Boeing a remporté la première bataille, hier. L'imposition d'un droit temporaire de 220 % sur les avions C Series de Bombardier lui bloquera toute vente aux États-Unis, éventuellement.

La situation n'est toutefois pas désespérée. Pour gagner la guerre, Boeing doit non seulement prouver que les avions montréalais sont subventionnés, mais également que ces subventions lui portent préjudice. Sans ces préjudices, pas de droit de 220 %.

Or, la plupart des observateurs, même américains, jugent que Boeing ne subit aucun préjudice dans cette affaire. Et qu'au bout du compte, c'est Bombardier qui gagnera la guerre devant les instances internationales.

Problème réglé ? Malheureusement pas.

Même si Boeing a finalement tort, même si une décision défavorable des autorités américaines est battue devant les tribunaux internationaux, les démarches de Boeing continueront de nuire passablement à Bombardier.

Pourquoi ? Parce que ces démarches prolongent l'incertitude autour de l'entreprise. Et que ce temps qui passe lentement, trop lentement dans les dossiers juridiques, érode le pouvoir de négociation de Bombardier face à ses clients et ses financiers.

Je m'explique. En pratique, la décision d'hier n'a aucun impact sur les finances de Bombardier, puisque les droits de 220 % ne seront imposés à aucun client, Bombardier ne prévoyant pas livrer ses premiers avions avant le printemps à l'américaine Delta Airlines, soit après une décision finale, vraisemblablement.

Boeing, pour gagner sa cause, doit prouver que le contrat de Bombardier avec Delta le prive de revenus et de profits, qu'il lui cause des dommages. Les auditions à ce sujet débuteront en décembre devant la US International Trade Commission.

La tâche de Boeing sera ardue : le contrat avec Delta concerne des avions de 100 à 135 places, un créneau qu'il n'occupe pas. Pire : le constructeur américain n'a même pas soumissionné pour ce contrat. Où sont les dommages ?

Le hic, c'est que le tribunal du commerce a souvent été chauvin dans ses décisions. « Il est fort probable qu'ils favorisent l'industrie nationale, au final », affirme Bernard Colas, de la firme CMKZ, spécialisée en droit du commerce international.

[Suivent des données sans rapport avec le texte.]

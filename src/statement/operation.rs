//! Logical operations accepted by the gateway.
//!
//! One variant per wire operation, each carrying exactly the arguments that
//! operation needs. The statement builder matches on this exhaustively, so
//! an operation with malformed arguments cannot reach SQL construction.

use serde_json::{Map, Value};

/// An ordered column → value mapping. `serde_json`'s `preserve_order`
/// feature keeps iteration in the JSON body's key order, which fixes the
/// order of SQL clauses and bound parameters.
pub type Document = Map<String, Value>;

/// A parsed, typed gateway operation.
#[derive(Debug, Clone, PartialEq)]
pub enum QueryOp {
    /// Select all rows matching an equality filter. Empty filter matches
    /// every row.
    Find { filter: Document },
    /// Like `Find`, limited to the first matching row.
    FindOne { filter: Document },
    /// Insert a single row.
    InsertOne { document: Document },
    /// Update rows matching `filter`, assigning the columns in `set`
    /// (taken from the request's `$set` mapping).
    UpdateOne { filter: Document, set: Document },
    /// Delete rows matching an equality filter.
    DeleteOne { filter: Document },
    /// Delete rows matching an equality filter. Compiles to the same
    /// statement as `DeleteOne`; see DESIGN.md.
    DeleteMany { filter: Document },
    /// Caller-supplied SQL text and positional parameters, passed through
    /// untouched. Gated behind a separate trust boundary at the gateway.
    Raw { sql: String, params: Vec<Value> },
}

impl QueryOp {
    /// Wire name of the operation.
    pub fn name(&self) -> &'static str {
        match self {
            QueryOp::Find { .. } => "find",
            QueryOp::FindOne { .. } => "findOne",
            QueryOp::InsertOne { .. } => "insertOne",
            QueryOp::UpdateOne { .. } => "updateOne",
            QueryOp::DeleteOne { .. } => "deleteOne",
            QueryOp::DeleteMany { .. } => "deleteMany",
            QueryOp::Raw { .. } => "raw",
        }
    }

    /// Returns true for the `raw` escape hatch.
    pub fn is_raw(&self) -> bool {
        matches!(self, QueryOp::Raw { .. })
    }
}

#[cfg(test)]
mod tests {
    use super::*;
    use crate::validate::{validate_operation, OPERATIONS};

    #[test]
    fn names_match_the_operation_set() {
        let ops = [
            QueryOp::Find {
                filter: Document::new(),
            },
            QueryOp::FindOne {
                filter: Document::new(),
            },
            QueryOp::InsertOne {
                document: Document::new(),
            },
            QueryOp::UpdateOne {
                filter: Document::new(),
                set: Document::new(),
            },
            QueryOp::DeleteOne {
                filter: Document::new(),
            },
            QueryOp::DeleteMany {
                filter: Document::new(),
            },
            QueryOp::Raw {
                sql: String::new(),
                params: Vec::new(),
            },
        ];
        assert_eq!(ops.len(), OPERATIONS.len());
        for op in &ops {
            assert!(validate_operation(op.name()).is_ok());
        }
    }

    #[test]
    fn only_raw_is_raw() {
        let raw = QueryOp::Raw {
            sql: "SELECT 1".to_string(),
            params: Vec::new(),
        };
        assert!(raw.is_raw());
        let find = QueryOp::Find {
            filter: Document::new(),
        };
        assert!(!find.is_raw());
    }
}
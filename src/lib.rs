//! statgate - HTTP gateway translating generic CRUD operations into
//! parameterized SQL for a remote stats backend.
//!
//! Pipeline: validate identifiers → build a parameterized statement →
//! forward it downstream → shape the result per operation.

pub mod cli;
pub mod client;
pub mod config;
pub mod executor;
pub mod gateway;
pub mod observability;
pub mod statement;
pub mod validate;
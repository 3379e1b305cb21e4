//! HTTP gateway service.
//!
//! Exposes the validate → build → execute pipeline over a single
//! authenticated POST endpoint, plus a health probe. Cross-cutting layers:
//! rate limiting, payload ceiling, security headers, CORS and access
//! logging.

mod access_log;
mod auth;
mod errors;
mod handlers;
mod rate_limit;
mod request;
mod server;

pub use auth::{check_api_key, KeyCheck};
pub use errors::{ErrorBody, GatewayError, GatewayResult};
pub use rate_limit::RateLimiter;
pub use request::RawQueryRequest;
pub use server::{GatewayServer, GatewayState};
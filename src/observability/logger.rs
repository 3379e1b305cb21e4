//! Structured JSON logger.
//!
//! One line per event, fields in deterministic (alphabetical) order, written
//! synchronously. INFO goes to stdout, WARN and ERROR to stderr.

use std::fmt;
use std::io::{self, Write};

/// Log severity.
#[derive(Debug, Clone, Copy, PartialEq, Eq, PartialOrd, Ord)]
pub enum Severity {
    /// Normal operations.
    Info,
    /// Recoverable issues.
    Warn,
    /// Operation failures.
    Error,
}

impl Severity {
    pub fn as_str(&self) -> &'static str {
        match self {
            Severity::Info => "INFO",
            Severity::Warn => "WARN",
            Severity::Error => "ERROR",
        }
    }
}

impl fmt::Display for Severity {
    fn fmt(&self, f: &mut fmt::Formatter<'_>) -> fmt::Result {
        write!(f, "{}", self.as_str())
    }
}

/// Synchronous structured logger.
pub struct Logger;

impl Logger {
    /// Log at INFO level.
    pub fn info(event: &str, fields: &[(&str, &str)]) {
        let line = format_line(Severity::Info, event, fields);
        let _ = io::stdout().write_all(line.as_bytes());
    }

    /// Log at WARN level.
    pub fn warn(event: &str, fields: &[(&str, &str)]) {
        let line = format_line(Severity::Warn, event, fields);
        let _ = io::stderr().write_all(line.as_bytes());
    }

    /// Log at ERROR level.
    pub fn error(event: &str, fields: &[(&str, &str)]) {
        let line = format_line(Severity::Error, event, fields);
        let _ = io::stderr().write_all(line.as_bytes());
    }
}

/// Render one event as a single JSON line. `event` and `severity` come
/// first; remaining fields are sorted by key so output is deterministic.
fn format_line(severity: Severity, event: &str, fields: &[(&str, &str)]) -> String {
    let mut out = String::with_capacity(128);
    out.push_str("{\"event\":\"");
    escape_into(&mut out, event);
    out.push_str("\",\"severity\":\"");
    out.push_str(severity.as_str());
    out.push('"');

    let mut sorted: Vec<_> = fields.to_vec();
    sorted.sort_by_key(|(k, _)| *k);
    for (key, value) in sorted {
        out.push_str(",\"");
        escape_into(&mut out, key);
        out.push_str("\":\"");
        escape_into(&mut out, value);
        out.push('"');
    }

    out.push_str("}\n");
    out
}

fn escape_into(out: &mut String, s: &str) {
    for c in s.chars() {
        match c {
            '"' => out.push_str("\\\""),
            '\\' => out.push_str("\\\\"),
            '\n' => out.push_str("\\n"),
            '\r' => out.push_str("\\r"),
            '\t' => out.push_str("\\t"),
            c if c.is_control() => {
                out.push_str(&format!("\\u{:04x}", c as u32));
            }
            c => out.push(c),
        }
    }
}
//! Per-request access logging.

use std::time::Instant;

use axum::extract::Request;
use axum::middleware::Next;
use axum::response::Response;
use uuid::Uuid;

use crate::observability::Logger;

/// Middleware logging one structured line per completed request: method,
/// path, status, latency and a generated request id.
pub async fn record(req: Request, next: Next) -> Response {
    let method = req.method().to_string();
    let path = req.uri().path().to_string();
    let request_id = Uuid::new_v4().to_string();
    let started = Instant::now();

    let response = next.run(req).await;

    let status = response.status().as_u16().to_string();
    let latency_ms = started.elapsed().as_millis().to_string();
    Logger::info(
        "HTTP_REQUEST",
        &[
            ("method", method.as_str()),
            ("path", path.as_str()),
            ("status", status.as_str()),
            ("latency_ms", latency_ms.as_str()),
            ("request_id", request_id.as_str()),
        ],
    );

    response
}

L'avocat donne l'exemple du bois d'oeuvre. À maintes reprises, les instances américaines ont donné tort au Canada, jugeant que nos 2 par 4 prétendument subventionnés causaient des dommages aux entreprises américaines. Des droits compensatoires et antidumping ont été imposés aux entreprises canadiennes à la suite de ces décisions.

Or, au fil des ans, le Canada a contesté ces décisions, et les arbitres ont toujours donné raison au Canada, pour l'essentiel, tant devant l'Organisation mondiale du commerce (OMC) que devant le comité binational constitué en vertu de l'ALENA (chapitre 19).

Ces procédures exigent toutefois de très longs mois d'attente. Selon Bernard Colas, il faut calculer environ deux ans de procédures devant l'OMC, auxquels il faut ajouter un an si la décision est portée en appel. Même chose pour la procédure en vertu de l'ALENA.

Pendant ce temps, le marché américain deviendrait probablement fermé à Bombardier, en pratique. Quand on connaît l'importance du marché américain, ce serait un dur coup. Actuellement, Delta est de loin le plus gros client de Bombardier, avec près du quart des commandes de C Series.

Ce qui nous amène aux autres clients internationaux de l'organisation. Entre la signature d'une commande ferme et la livraison, il faut calculer des mois, sinon des années. Face au blocage américain - même déraisonnable -, les clients européens et chinois seront-ils aussi enclins à accorder leur confiance à Bombardier ?

Oui, l'avion est en quelque sorte révolutionnaire, mais aux yeux des clients, Bombardier aura-t-elle les reins assez solides pour se rendre jusqu'à la livraison ? Et pour assurer, par la suite, un service à la clientèle impeccable pendant longtemps ?

Rappelons que Bombardier doit vendre de 500 à 800 avions C Series pour atteindre le seuil de rentabilité, prévu en 2020. D'ici là, elle flambe plus de liquidités qu'elle n'en recueille avec son programme. Or, sans la commande de Delta, le carnet de C Series est de moins de 300 avions actuellement.

Bref, les procédures de Boeing grugeront à Bombardier du temps qu'elle n'a pas le luxe de perdre. Ces délais peuvent refroidir certains clients ou exiger de Bombardier qu'il leur accorde un meilleur prix, lui faisant perdre un certain pouvoir de négociation.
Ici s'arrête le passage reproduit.